YOUR ASSIGNMENT
From the entries that follow, extract each line holding the string "RegionPolygon".
== MATERIAL FOR THIS EXERCISE
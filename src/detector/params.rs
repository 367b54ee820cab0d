//! Parameter types configuring the lane pipeline stages.
//!
//! Defaults reproduce the reference configuration: 640×480 working
//! resolution, 7×7 Gaussian, Canny 60/100 with a 3×3 Sobel, Hough with
//! ρ = 10 px, θ = 1°, 10 votes, 5 px minimum length and gap, red 8 px lanes
//! blended as `1.0·lanes + 0.8·image`.
//!
//! Every struct deserializes with `#[serde(default)]`, so a JSON config only
//! needs the fields it overrides.

use crate::blur::BorderMode;
use crate::edges::GradientNorm;
use crate::error::{LaneError, Result};
use crate::hough::HoughOptions;
use crate::lanes::ClassifierKind;
use crate::roi::RegionPolygon;
use serde::{Deserialize, Serialize};

/// Detector-wide parameters for one pass of the pipeline.
#[derive(Clone, Debug, PartialEq, Serialize, Deserialize)]
#[serde(default)]
pub struct LaneParams {
    /// Working width every input is resized to.
    pub width: usize,
    /// Working height every input is resized to.
    pub height: usize,
    /// Region of interest in fractional coordinates.
    pub region: RegionPolygon,
    pub blur: BlurParams,
    pub edges: EdgeParams,
    pub hough: HoughOptions,
    /// Strategy splitting segments into left and right groups.
    pub classifier: ClassifierKind,
    pub overlay: OverlayParams,
    pub blend: BlendParams,
}

impl Default for LaneParams {
    fn default() -> Self {
        Self {
            width: 640,
            height: 480,
            region: RegionPolygon::default(),
            blur: BlurParams::default(),
            edges: EdgeParams::default(),
            hough: HoughOptions::default(),
            classifier: ClassifierKind::default(),
            overlay: OverlayParams::default(),
            blend: BlendParams::default(),
        }
    }
}

impl LaneParams {
    /// Check every stage's parameters before any image is touched.
    pub fn validate(&self) -> Result<()> {
        if self.width == 0 || self.height == 0 {
            return Err(LaneError::invalid(
                "resize",
                "resolution",
                format!(
                    "working resolution must be positive, got {}x{}",
                    self.width, self.height
                ),
            ));
        }
        self.region.validate()?;
        self.blur.validate()?;
        self.edges.validate()?;
        self.hough.validate()?;
        self.overlay.validate()?;
        self.blend.validate()
    }
}

#[derive(Clone, Copy, Debug, PartialEq, Serialize, Deserialize)]
#[serde(default)]
pub struct BlurParams {
    /// Odd Gaussian kernel size.
    pub kernel_size: usize,
    /// Standard deviation; `0` derives it from the kernel size.
    pub sigma: f64,
    pub border: BorderMode,
}

impl Default for BlurParams {
    fn default() -> Self {
        Self {
            kernel_size: 7,
            sigma: 0.0,
            border: BorderMode::Reflect101,
        }
    }
}

impl BlurParams {
    pub fn validate(&self) -> Result<()> {
        crate::blur::GaussianFilter::new(self.kernel_size, self.sigma).map(|_| ())
    }
}

#[derive(Clone, Copy, Debug, PartialEq, Serialize, Deserialize)]
#[serde(default)]
pub struct EdgeParams {
    /// Hysteresis low threshold (gradient magnitude units).
    pub low_threshold: f64,
    /// Hysteresis high threshold; swapped with `low_threshold` if smaller.
    pub high_threshold: f64,
    /// Sobel aperture: 3, 5 or 7.
    pub aperture: usize,
    pub norm: GradientNorm,
}

impl Default for EdgeParams {
    fn default() -> Self {
        Self {
            low_threshold: 60.0,
            high_threshold: 100.0,
            aperture: 3,
            norm: GradientNorm::L1,
        }
    }
}

impl EdgeParams {
    pub fn validate(&self) -> Result<()> {
        for (name, value) in [
            ("low_threshold", self.low_threshold),
            ("high_threshold", self.high_threshold),
        ] {
            if !value.is_finite() || value < 0.0 {
                return Err(LaneError::invalid(
                    "edges",
                    name,
                    format!("threshold must be finite and non-negative, got {value}"),
                ));
            }
        }
        crate::edges::grad::sobel_kernels(self.aperture).map(|_| ())
    }
}

#[derive(Clone, Copy, Debug, PartialEq, Serialize, Deserialize)]
#[serde(default)]
pub struct OverlayParams {
    /// RGB color of the drawn lanes.
    pub color: [u8; 3],
    /// Line thickness in pixels.
    pub thickness: u32,
    /// Upper end of the synthesized lanes as a fraction of the height.
    pub top_fraction: f64,
}

impl Default for OverlayParams {
    fn default() -> Self {
        Self {
            color: [255, 0, 0],
            thickness: 8,
            top_fraction: 0.6,
        }
    }
}

impl OverlayParams {
    pub fn validate(&self) -> Result<()> {
        if self.thickness == 0 {
            return Err(LaneError::invalid(
                "overlay",
                "thickness",
                "line thickness must be at least 1",
            ));
        }
        if !(self.top_fraction.is_finite() && (0.0..=1.0).contains(&self.top_fraction)) {
            return Err(LaneError::invalid(
                "overlay",
                "top_fraction",
                format!("expected a value in [0, 1], got {}", self.top_fraction),
            ));
        }
        Ok(())
    }
}

/// Weights of `alpha·lanes + beta·image + gamma`.
#[derive(Clone, Copy, Debug, PartialEq, Serialize, Deserialize)]
#[serde(default)]
pub struct BlendParams {
    pub alpha: f64,
    pub beta: f64,
    pub gamma: f64,
}

impl Default for BlendParams {
    fn default() -> Self {
        Self {
            alpha: 1.0,
            beta: 0.8,
            gamma: 0.0,
        }
    }
}

impl BlendParams {
    pub fn validate(&self) -> Result<()> {
        for (name, value) in [
            ("alpha", self.alpha),
            ("beta", self.beta),
            ("gamma", self.gamma),
        ] {
            if !value.is_finite() {
                return Err(LaneError::invalid(
                    "blend",
                    name,
                    format!("weight must be finite, got {value}"),
                ));
            }
        }
        Ok(())
    }
}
====
TASK SOLUTION
use crate::roi::RegionPolygon;
    pub region: RegionPolygon,
            region: RegionPolygon::default(),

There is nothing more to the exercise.